I've got data plotted for A/Ci curves (plant physiology, A=photosynthesis rate, Ci=internal CO2 concentration--essentially it's a dose-response relationship). Generally, when this type of data is presented, people just add SE error bars (like the provided image) and if they don't overlap call it significant, or they run an ANOVA on individual pairs of points (such as the two points, black and white, that sit above Ci=120).
However, I would like to find a single test for the overall dose-response relationship. So, essentially I can assert that the dose-response relationship is significantly different between the two groups (in my case, the groups are all for the same species--it's a fertilizer experiment and I want to be able to claim that the addition of fertilizer changes the kinetics of the A/Ci relationship). I would also like to be able to test more than two curves on the same plot in the same manner (but I only have 3 curves, so I could do permutations if necessary).

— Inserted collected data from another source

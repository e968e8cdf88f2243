use std::fs;
use std::path::{Path, PathBuf};

use futures::StreamExt;
use futures::channel::mpsc;
use image::{ImageBuffer, Luma};
use ndarray::Array3;
use tempfile::TempDir;
use tiff::encoder::{TiffEncoder, colortype};

use volume_resample::formats::meta_image::MetaImageError;
use volume_resample::formats::npy::NpyError;
use volume_resample::{
    ByteOrder, DownsampleStrategy, ElementType, FileFormat, RawLayout, ReadError, ReadMode, ReadOptions,
    ResampleOptions, VolumeReader,
};

const NX: usize = 6;
const NY: usize = 10;
const NZ: usize = 5;

fn value(z: usize, y: usize, x: usize) -> u16 {
    (z * NY * NX + y * NX + x) as u16
}

fn expected() -> Array3<f32> {
    Array3::from_shape_fn((NZ, NY, NX), |(z, y, x)| value(z, y, x) as f32)
}

/// Samples `x` fastest, little endian u16
fn sample_bytes() -> Vec<u8> {
    let mut bytes = Vec::with_capacity(NX * NY * NZ * 2);
    for z in 0..NZ {
        for y in 0..NY {
            for x in 0..NX {
                bytes.extend_from_slice(&value(z, y, x).to_le_bytes());
            }
        }
    }
    bytes
}

fn write_npy(dir: &Path) -> PathBuf {
    let mut dict = format!("{{'descr': '<u2', 'fortran_order': False, 'shape': ({NZ}, {NY}, {NX}), }}");
    while (10 + dict.len() + 1) % 64 != 0 {
        dict.push(' ');
    }
    dict.push('\n');

    let mut bytes = b"\x93NUMPY\x01\x00".to_vec();
    bytes.extend_from_slice(&(dict.len() as u16).to_le_bytes());
    bytes.extend_from_slice(dict.as_bytes());
    bytes.extend_from_slice(&sample_bytes());

    let path = dir.join("volume.npy");
    fs::write(&path, bytes).unwrap();
    path
}

/// Same samples declared as a column major `(x, y, z)` array
fn write_fortran_npy(dir: &Path) -> PathBuf {
    let mut dict = format!("{{'descr': '<u2', 'fortran_order': True, 'shape': ({NX}, {NY}, {NZ}), }}");
    while (10 + dict.len() + 1) % 64 != 0 {
        dict.push(' ');
    }
    dict.push('\n');

    let mut bytes = b"\x93NUMPY\x01\x00".to_vec();
    bytes.extend_from_slice(&(dict.len() as u16).to_le_bytes());
    bytes.extend_from_slice(dict.as_bytes());
    bytes.extend_from_slice(&sample_bytes());

    let path = dir.join("fortran.npy");
    fs::write(&path, bytes).unwrap();
    path
}

fn write_raw(dir: &Path) -> PathBuf {
    let path = dir.join("volume.raw");
    fs::write(&path, sample_bytes()).unwrap();
    path
}

fn write_mha(dir: &Path) -> PathBuf {
    let mut bytes = format!(
        "ObjectType = Image\nNDims = 3\nDimSize = {NX} {NY} {NZ}\nElementType = MET_USHORT\n\
         ElementSpacing = 0.5 0.5 2\nElementByteOrderMSB = False\nElementDataFile = LOCAL\n"
    )
    .into_bytes();
    bytes.extend_from_slice(&sample_bytes());
    let path = dir.join("volume.mha");
    fs::write(&path, bytes).unwrap();
    path
}

fn write_mhd(dir: &Path) -> PathBuf {
    fs::write(dir.join("samples.dat"), sample_bytes()).unwrap();
    let header = format!(
        "NDims = 3\nDimSize = {NX} {NY} {NZ}\nElementType = MET_USHORT\nHeaderSize = -1\nElementDataFile = samples.dat\n"
    );
    let path = dir.join("volume.mhd");
    fs::write(&path, header).unwrap();
    path
}

fn write_tiff_stack(dir: &Path) -> PathBuf {
    let stack = dir.join("stack");
    fs::create_dir(&stack).unwrap();
    for z in 0..NZ {
        let img: ImageBuffer<Luma<u16>, Vec<u16>> =
            ImageBuffer::from_fn(NX as u32, NY as u32, |x, y| Luma([value(z, y as usize, x as usize)]));
        img.save(stack.join(format!("slice_{z:04}.tiff"))).unwrap();
    }
    stack
}

fn raw_layout() -> RawLayout {
    RawLayout::new([NZ, NY, NX], ElementType::U16)
}

fn full_reader() -> VolumeReader {
    VolumeReader::new(
        ReadOptions::default()
            .with_mode(ReadMode::Full)
            .with_raw_layout(raw_layout()),
    )
}

#[test]
fn every_format_reads_the_same_voxels() {
    let dir = TempDir::new().unwrap();
    let inputs = [
        (write_npy(dir.path()), FileFormat::Numpy),
        (write_raw(dir.path()), FileFormat::Raw),
        (write_mha(dir.path()), FileFormat::MetaImage),
        (write_mhd(dir.path()), FileFormat::MetaImage),
        (write_tiff_stack(dir.path()), FileFormat::Tiff),
    ];

    for (path, format) in inputs {
        let loaded = full_reader().read(&path).unwrap();
        assert_eq!(loaded.original.format, format, "{path:?}");
        assert_eq!(loaded.original.shape, [NX, NY, NZ], "{path:?}");
        assert_eq!(loaded.original.element_type, ElementType::U16, "{path:?}");
        assert_eq!(loaded.volume.data(), &expected(), "{path:?}");
        assert!(!loaded.loaded.resampled);
        assert!(!loaded.loaded.cropped);
    }
}

#[test]
fn fortran_npy_reads_the_same_voxels() {
    let dir = TempDir::new().unwrap();
    let loaded = full_reader().read(write_fortran_npy(dir.path())).unwrap();
    assert_eq!(loaded.original.shape, [NX, NY, NZ]);
    assert_eq!(loaded.volume.data(), &expected());

    let cropped = VolumeReader::new(ReadOptions::default().with_mode(ReadMode::Crop([1, 2, -1, -1, 4, 4])))
        .read(write_fortran_npy(dir.path()))
        .unwrap();
    assert_eq!(cropped.loaded.shape, [2, NY, 1]);
    assert_eq!(cropped.volume.data()[[0, 3, 1]], value(4, 3, 2) as f32);
}

#[test]
fn float_tiff_stack_keeps_real_values() {
    let dir = TempDir::new().unwrap();
    let stack = dir.path().join("float_stack");
    fs::create_dir(&stack).unwrap();
    for z in 0..NZ {
        let pixels: Vec<f32> = (0..NY * NX).map(|i| (z * NY * NX + i) as f32 * 0.5 - 10.0).collect();
        let file = fs::File::create(stack.join(format!("slice_{z:04}.tif"))).unwrap();
        TiffEncoder::new(file)
            .unwrap()
            .write_image::<colortype::Gray32Float>(NX as u32, NY as u32, &pixels)
            .unwrap();
    }

    let loaded = full_reader().read(&stack).unwrap();
    assert_eq!(loaded.original.element_type, ElementType::F32);
    assert_eq!(loaded.volume.data(), &expected().mapv(|v| v * 0.5 - 10.0));
}

#[test]
fn multi_channel_meta_image_is_rejected() {
    let dir = TempDir::new().unwrap();
    let path = dir.path().join("rgb.mha");
    let mut bytes = b"NDims = 3\nDimSize = 2 2 2\nElementType = MET_UCHAR\nElementNumberOfChannels = 3\n\
                      ElementDataFile = LOCAL\n"
        .to_vec();
    bytes.extend((0..24).map(|i| i as u8));
    fs::write(&path, bytes).unwrap();
    assert!(matches!(
        full_reader().read(&path),
        Err(ReadError::MetaImage(MetaImageError::MultiChannel(3)))
    ));
}

#[test]
fn long_thin_volume_meets_a_strict_budget() {
    let dir = TempDir::new().unwrap();
    let path = dir.path().join("rod.raw");
    fs::write(&path, (0..4000).map(|i| (i / 4 % 250) as u8).collect::<Vec<_>>()).unwrap();
    let options = ResampleOptions::default().with_target_size(100).with_strict_budget(true);
    let loaded = VolumeReader::new(
        ReadOptions::default()
            .with_mode(ReadMode::Resample(options))
            .with_raw_layout(RawLayout::new([1000, 2, 2], ElementType::U8)),
    )
    .read(&path)
    .unwrap();
    assert_eq!(loaded.loaded.shape, [1, 1, 100]);
    assert!(loaded.volume.voxel_count() <= 100);
}

#[test]
fn npy_attributes_report_layout() {
    let dir = TempDir::new().unwrap();
    let loaded = full_reader().read(write_npy(dir.path())).unwrap();
    assert_eq!(loaded.original.header_length, Some(128));
    assert_eq!(loaded.original.byte_order, Some(ByteOrder::Little));
    assert_eq!(loaded.original.bit_depth, 16);
}

#[test]
fn meta_image_spacing_is_carried() {
    let dir = TempDir::new().unwrap();
    let loaded = full_reader().read(write_mha(dir.path())).unwrap();
    assert_eq!(loaded.original.spacing, [0.5, 0.5, 2.0]);
    assert_eq!(loaded.volume.spacing(), [0.5, 0.5, 2.0]);
}

#[test]
fn resampling_fits_the_budget() {
    let dir = TempDir::new().unwrap();
    let path = write_npy(dir.path());
    let reader = VolumeReader::new(
        ReadOptions::default().with_mode(ReadMode::Resample(ResampleOptions::default().with_target_size(100))),
    );
    let loaded = reader.read(&path).unwrap();

    assert!(loaded.loaded.resampled);
    assert_eq!(loaded.loaded.shape, [3, 5, 5]);
    assert!(loaded.volume.voxel_count() <= 100);
    assert_eq!(loaded.loaded.spacing, [2.0, 2.0, 1.0]);
}

#[test]
fn resampling_within_budget_is_lossless() {
    let dir = TempDir::new().unwrap();
    let path = write_tiff_stack(dir.path());
    let options = ResampleOptions::default()
        .with_target_size(300)
        .with_strategy(DownsampleStrategy::PreserveSlices);
    let loaded = VolumeReader::new(ReadOptions::default().with_mode(ReadMode::Resample(options)))
        .read(&path)
        .unwrap();
    assert!(!loaded.loaded.resampled);
    assert_eq!(loaded.volume.data(), &expected());
}

#[test]
fn cropping_along_z_keeps_the_extent() {
    let dir = TempDir::new().unwrap();
    let path = write_raw(dir.path());
    let reader = VolumeReader::new(
        ReadOptions::default()
            .with_mode(ReadMode::Crop([0, 5, 0, 9, 1, 3]))
            .with_raw_layout(raw_layout()),
    );
    let loaded = reader.read(&path).unwrap();

    assert!(loaded.loaded.cropped);
    assert_eq!(loaded.volume.extent(), [0, 5, 0, 9, 1, 3]);
    assert_eq!(loaded.loaded.shape, [NX, NY, 3]);
    let expected = expected();
    assert_eq!(loaded.volume.data(), &expected.slice(ndarray::s![1..4, .., ..]));
}

#[test]
fn decimating_to_bounds() {
    let dir = TempDir::new().unwrap();
    let path = write_mha(dir.path());
    let reader = VolumeReader::new(ReadOptions::default().with_mode(ReadMode::Decimate {
        bounds: [3, 5, 5],
        sample_rate: None,
    }));
    let loaded = reader.read(&path).unwrap();
    assert_eq!(loaded.loaded.shape, [3, 5, 5]);
    assert_eq!(loaded.volume.data()[[2, 4, 2]], value(2, 8, 4) as f32);
    assert_eq!(loaded.loaded.spacing, [1.0, 1.0, 2.0]);
}

#[test]
fn single_tiff_file_reads_its_directory() {
    let dir = TempDir::new().unwrap();
    let stack = write_tiff_stack(dir.path());
    let loaded = full_reader().read(stack.join("slice_0000.tiff")).unwrap();
    assert_eq!(loaded.original.shape, [NX, NY, NZ]);
}

#[test]
fn truncated_files_are_rejected() {
    let dir = TempDir::new().unwrap();
    let path = dir.path().join("short.raw");
    fs::write(&path, &sample_bytes()[..100]).unwrap();
    assert!(matches!(
        full_reader().read(&path),
        Err(ReadError::SizeMismatch { expected: 600, actual: 100, .. })
    ));

    let padded = dir.path().join("long.raw");
    let mut bytes = sample_bytes();
    bytes.push(0);
    fs::write(&padded, bytes).unwrap();
    assert!(matches!(full_reader().read(&padded), Err(ReadError::SizeMismatch { .. })));
}

#[test]
fn corrupt_npy_is_rejected() {
    let dir = TempDir::new().unwrap();
    let path = dir.path().join("bad.npy");
    fs::write(&path, b"PK\x03\x04 definitely a zip").unwrap();
    assert!(matches!(full_reader().read(&path), Err(ReadError::Npy(NpyError::BadMagic))));
}

#[test]
fn mixed_tiff_sizes_are_rejected() {
    let dir = TempDir::new().unwrap();
    let stack = write_tiff_stack(dir.path());
    let odd: ImageBuffer<Luma<u16>, Vec<u16>> = ImageBuffer::new(3, 3);
    odd.save(stack.join("slice_9999.tiff")).unwrap();
    assert!(matches!(full_reader().read(&stack), Err(ReadError::InconsistentDimensions)));
}

#[tokio::test]
async fn async_read_streams_progress() {
    let dir = TempDir::new().unwrap();
    let path = write_npy(dir.path());
    let reader = VolumeReader::new(
        ReadOptions::default().with_mode(ReadMode::Resample(ResampleOptions::default().with_target_size(100))),
    );

    let (sender, receiver) = mpsc::unbounded();
    let (loaded, fractions) = futures::join!(reader.read_async(&path, sender), receiver.collect::<Vec<f32>>());
    let loaded = loaded.unwrap();

    assert_eq!(loaded.loaded.shape, [3, 5, 5]);
    assert_eq!(fractions.len(), NZ);
    assert!(fractions.iter().all(|f| (0.0..=1.0).contains(f)));
    assert!(fractions.contains(&1.0));
}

Also, one other issue (not represented in this image) is that there is also an X-axis error term, so the error bars should actually be crosses, not just error on the y axis--which makes using an ANOVA approach difficult, since you have to test points in both dimensions.
Any suggestions for an appropriate test? I work mostly in R, so any link to existing scripts would be ideal--but I also have access to Graphpad Prism and JMP if anyone knows how to run this type of test in either of them.